To investigate the effects of co-delivering IL-6 expressing plasmid pCI-IL-6 on the immunogenicity of the anti-caries DNA vaccine pCIA-P, which encodes the surface protein antigen PAc of Streptococcus mutans.
Plasmid pCI-IL-6 was constructed by inserting the murine IL-6 gene into the pCI vector. Expression of IL-6 in vitro was assessed using Western blot analysis. BALB/c mice were intranasally co-immunized with pCIA-P plus pCI-IL-6 on d 0 and 14. Anti-PAc IgG and secretory IgA (sIgA) were assessed by ELISA. Splenocytes from the mice were re-stimulated with the PAc protein, and IFN-γ and IL-4 production was measured using ELISA. Splenocyte proliferation was analyzed with flow cytometry. Rats were similarly immunized, and dental caries scores were determined using the Keyes method.
Marked expression of IL-6 was found in COS-7 cells transfected with pCI-IL-6. In the pCI-IL-6 co-immunized mice, the specific IgG antibodies in serum and sIgA antibodies in saliva were significantly higher than those in the control mice at weeks 4 and 8. Moreover, the secretion of IFN-γ from splenocytes in response to re-stimulation with PAc protein was significantly higher in the pCI-IL-6 co-immunized mice than that in the control mice, whereas the secretion of IL-4 had no significant difference. The proliferation of splenocytes from the pCI-IL-6 co-immunized mice was significantly higher than that from the mice immunized with pCIA-P and pCI vector. In the rat caries model, the pCI-IL-6 co-immunization rats displayed lower caries scores than the control rats.

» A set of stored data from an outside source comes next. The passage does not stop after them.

//! Plate and spring reverb cores
//!
//! Both return the wet signal only; mixing happens in the engine.
//!
//! ## Plate
//! Mono sum → pre-delay → drive → four input diffusers → four parallel
//! damped delays mixed through a Householder matrix. Early taps on the
//! pre-delayed input give the attack; the tank gives the tail.
//!
//! ## Spring
//! Three parallel tanks, each a damped delay with four nested allpasses in
//! the loop (dispersion), a ten-mode resonator bank and a chirp generator
//! triggered by input transients (triangular FM, 2 kHz ↔ 400 Hz).
//!
//! Feedback runs from 0.6 to 0.95 with `size`; damping is a one-pole with
//! coefficient `1 − exp(−2π·fc/fs)`.

use std::f64::consts::TAU;

use crate::biquad::{BiquadCoeffs, BiquadTDF2};
use crate::dynamics::EnvelopeFollower;
use crate::filters::{NestedAllpass, OnePole, SchroederAllpass, one_pole_coeff};
use crate::modulation::Lfo;
use crate::ring_buffer::{DelayLine, Interpolation};
use fx_core::flush_denormal;

/// Longest pre-delay (ms)
pub const MAX_PREDELAY_MS: f64 = 250.0;

/// Feedback gain for a size in `[0, 1]`
#[inline]
pub fn size_to_feedback(size: f64) -> f64 {
    0.6 + 0.35 * size.clamp(0.0, 1.0)
}

/// Damping cutoff: 20 kHz at 0 down to 200 Hz at 1
#[inline]
pub fn damping_to_cutoff(damping: f64) -> f64 {
    200.0 * 100f64.powf(1.0 - damping.clamp(0.0, 1.0))
}

/// Shared reverb controls
#[derive(Debug, Clone, Copy, PartialEq)]
pub struct ReverbSettings {
    /// 0..1, drives the feedback gain
    pub size: f64,
    /// 0..1, drives the in-loop lowpass
    pub damping: f64,
    pub predelay_ms: f64,
    /// Dispersion modulation depth 0..1
    pub chirp: f64,
    /// Input saturation 0..1
    pub drive: f64,
    pub low_cut_hz: f64,
    pub high_cut_hz: f64,
    /// 0 = mono, 1 = unchanged, 2 = double side
    pub width: f64,
}

impl Default for ReverbSettings {
    fn default() -> Self {
        Self {
            size: 0.5,
            damping: 0.5,
            predelay_ms: 0.0,
            chirp: 0.3,
            drive: 0.0,
            low_cut_hz: 20.0,
            high_cut_hz: 20_000.0,
            width: 1.0,
        }
    }
}

/// Samples for a loop of mean length `loop_samples` at gain `g` to fall 120 dB
fn decay_samples(feedback: f64, loop_samples: f64) -> usize {
    let per_pass_db = -20.0 * feedback.clamp(1e-3, 0.999).log10();
    (120.0 / per_pass_db * loop_samples).ceil() as usize
}

#[inline]
fn drive_stage(x: f64, drive: f64) -> f64 {
    if drive <= 0.0 {
        x
    } else {
        let k = 1.0 + 4.0 * drive;
        (k * x).tanh() / k
    }
}

// ============ Post Stage ============

/// Pre-delay plus wet-path cuts and M/S width
#[derive(Debug, Clone)]
struct ReverbPost {
    sample_rate: f64,
    predelay: DelayLine,
    predelay_samples: f32,
    low_cut: [OnePole; 2],
    high_cut: [OnePole; 2],
    width: f64,
}

impl ReverbPost {
    fn new(sample_rate: f64) -> Self {
        Self {
            sample_rate,
            predelay: DelayLine::with_seconds(MAX_PREDELAY_MS * 0.001, sample_rate, Interpolation::Linear),
            predelay_samples: 0.0,
            low_cut: [OnePole::new(20.0, sample_rate), OnePole::new(20.0, sample_rate)],
            high_cut: [OnePole::open(), OnePole::open()],
            width: 1.0,
        }
    }

    fn set(&mut self, settings: &ReverbSettings) {
        let ms = settings.predelay_ms.clamp(0.0, MAX_PREDELAY_MS);
        self.predelay_samples = (ms * 0.001 * self.sample_rate) as f32;
        let nyquist = 0.45 * self.sample_rate;
        let low = settings.low_cut_hz.clamp(1.0, nyquist);
        let high = settings.high_cut_hz.clamp(low, nyquist);
        for f in &mut self.low_cut {
            f.set_cutoff(low, self.sample_rate);
        }
        for f in &mut self.high_cut {
            if settings.high_cut_hz >= nyquist {
                f.set_coeff(1.0);
            } else {
                f.set_cutoff(high, self.sample_rate);
            }
        }
        self.width = settings.width.clamp(0.0, 2.0);
    }

    #[inline]
    fn delay(&mut self, x: f64) -> f64 {
        self.predelay.process(x as f32, self.predelay_samples) as f64
    }

    #[inline]
    fn finish(&mut self, l: f64, r: f64) -> (f64, f64) {
        let l = self.high_cut[0].lowpass(self.low_cut[0].highpass(l));
        let r = self.high_cut[1].lowpass(self.low_cut[1].highpass(r));
        let mid = 0.5 * (l + r);
        let side = 0.5 * (l - r) * self.width;
        (mid + side, mid - side)
    }

    fn predelay_samples(&self) -> usize {
        self.predelay_samples.ceil() as usize
    }

    fn reset(&mut self) {
        self.predelay.reset();
        for f in self.low_cut.iter_mut().chain(self.high_cut.iter_mut()) {
            f.reset();
        }
    }
}

// ============ Plate ============

/// Input diffusers: (delay @ 48 kHz, gain)
const PLATE_DIFFUSERS: [(usize, f64); 4] = [(142, 0.75), (107, 0.75), (379, 0.625), (277, 0.625)];

/// Tank delays @ 48 kHz
const PLATE_TANK: [usize; 4] = [1447, 1811, 2137, 2591];

/// Early taps (ms, gain) per output
const PLATE_EARLY_LEFT: [(f64, f64); 3] = [(3.1, 0.7), (5.3, 0.45), (8.3, 0.3)];
const PLATE_EARLY_RIGHT: [(f64, f64); 3] = [(3.7, 0.65), (6.1, 0.42), (9.1, 0.28)];
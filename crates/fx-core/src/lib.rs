//! fx-core: Shared types and sample utilities for the effects rack
//!
//! This crate provides the foundational types used across all rack crates:
//! sample type and per-sample hygiene, the sparse parameter map, parameter
//! display semantics, and the configuration error taxonomy.

mod denormal;
mod display;
mod error;
mod params;
mod sample;

pub use denormal::*;
pub use display::*;
pub use error::*;
pub use params::*;
pub use sample::*;

/// Lowest sample rate the rack accepts
pub const MIN_SAMPLE_RATE: f64 = 8_000.0;

/// Highest sample rate the rack accepts
pub const MAX_SAMPLE_RATE: f64 = 384_000.0;

/// Largest block a host may deliver
pub const MAX_BLOCK_SIZE: usize = 8192;

/// Validate a `(sample_rate, max_block_size)` pair before `prepare`
pub fn validate_stream(sample_rate: f64, max_block_size: usize) -> FxResult<()> {
    if !sample_rate.is_finite() || !(MIN_SAMPLE_RATE..=MAX_SAMPLE_RATE).contains(&sample_rate) {
        return Err(FxError::UnsupportedSampleRate(sample_rate));
    }
    if max_block_size == 0 || max_block_size > MAX_BLOCK_SIZE {
        return Err(FxError::InvalidBlockSize(max_block_size));
    }
    Ok(())
}

/// Decibel value wrapper
#[derive(Debug, Clone, Copy, PartialEq, serde::Serialize, serde::Deserialize)]
pub struct Decibels(pub f64);

impl Decibels {
    pub const ZERO: Self = Self(0.0);
    pub const NEG_INF: Self = Self(f64::NEG_INFINITY);

    #[inline]
    pub fn from_gain(gain: f64) -> Self {
        if gain <= 0.0 {
            Self::NEG_INF
        } else {
            Self(20.0 * gain.log10())
        }
    }

    #[inline]
    pub fn to_gain(self) -> f64 {
        if self.0 <= -144.0 {
            0.0
        } else {
            10.0_f64.powf(self.0 / 20.0)
        }
    }
}

impl Default for Decibels {
    fn default() -> Self {
        Self::ZERO
    }
}

#[cfg(test)]
mod tests {
    use super::*;

    #[test]
    fn test_validate_stream() {
        assert!(validate_stream(48000.0, 512).is_ok());
        assert!(validate_stream(44100.0, 1).is_ok());
        assert!(matches!(
            validate_stream(1000.0, 512),
            Err(FxError::UnsupportedSampleRate(_))
        ));
        assert!(matches!(
            validate_stream(f64::NAN, 512),
            Err(FxError::UnsupportedSampleRate(_))
        ));
        assert!(matches!(
            validate_stream(48000.0, 0),
            Err(FxError::InvalidBlockSize(0))
        ));
        assert!(validate_stream(48000.0, MAX_BLOCK_SIZE + 1).is_err());
    }

    #[test]
    fn test_decibels() {
        assert!((Decibels(-6.0).to_gain() - 0.501187).abs() < 1e-5);
        assert_eq!(Decibels(-200.0).to_gain(), 0.0);
        assert_eq!(Decibels::from_gain(0.0), Decibels::NEG_INF);
        assert!((Decibels::from_gain(2.0).0 - 6.0206).abs() < 1e-3);
    }
}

Intranasal co-delivery of IL-6 gene significantly enhances the immunogenicity of the anti-caries DNA vaccine.
Dental caries are one of the most common oral diseases worldwide, particularly in developing countries1. The World Health Organization (WHO) estimates that 5 of the 6.5 billion people in the world are affected by dental caries2. In the USA, caries are the most common chronic childhood disease and are 5 times more prevalent than asthma, afflicting 30% of children aged 2 to 5 years old3. An epidemiological survey in China showed that in the 5- to 6-year-old child group, the prevalence of caries was high (urban 78% and rural 86%) and the mean DMFT of the urban and rural children was 4.8 and 7.0, respectively. In the 12-year-old child group, the prevalence of caries was 41% (urban) and 42% (rural) and the mean DMFT score was 0.9 for both4. Therefore, it is necessary to identify effective public health strategies to prevent the incidence of dental caries. High numbers of cariogenic bacteria is a pathogenic factor, and Streptococcus mutans (S mutans) is a primary microorganismal etiologic agent of dental caries. The cell surface protein PAc is a S mutans virulence factor because it is involved in the initial adherence of the organism to tooth surfaces5,6. The A-region and P-region have been shown to be important to the function and immunogenicity of the PAc protein6,7.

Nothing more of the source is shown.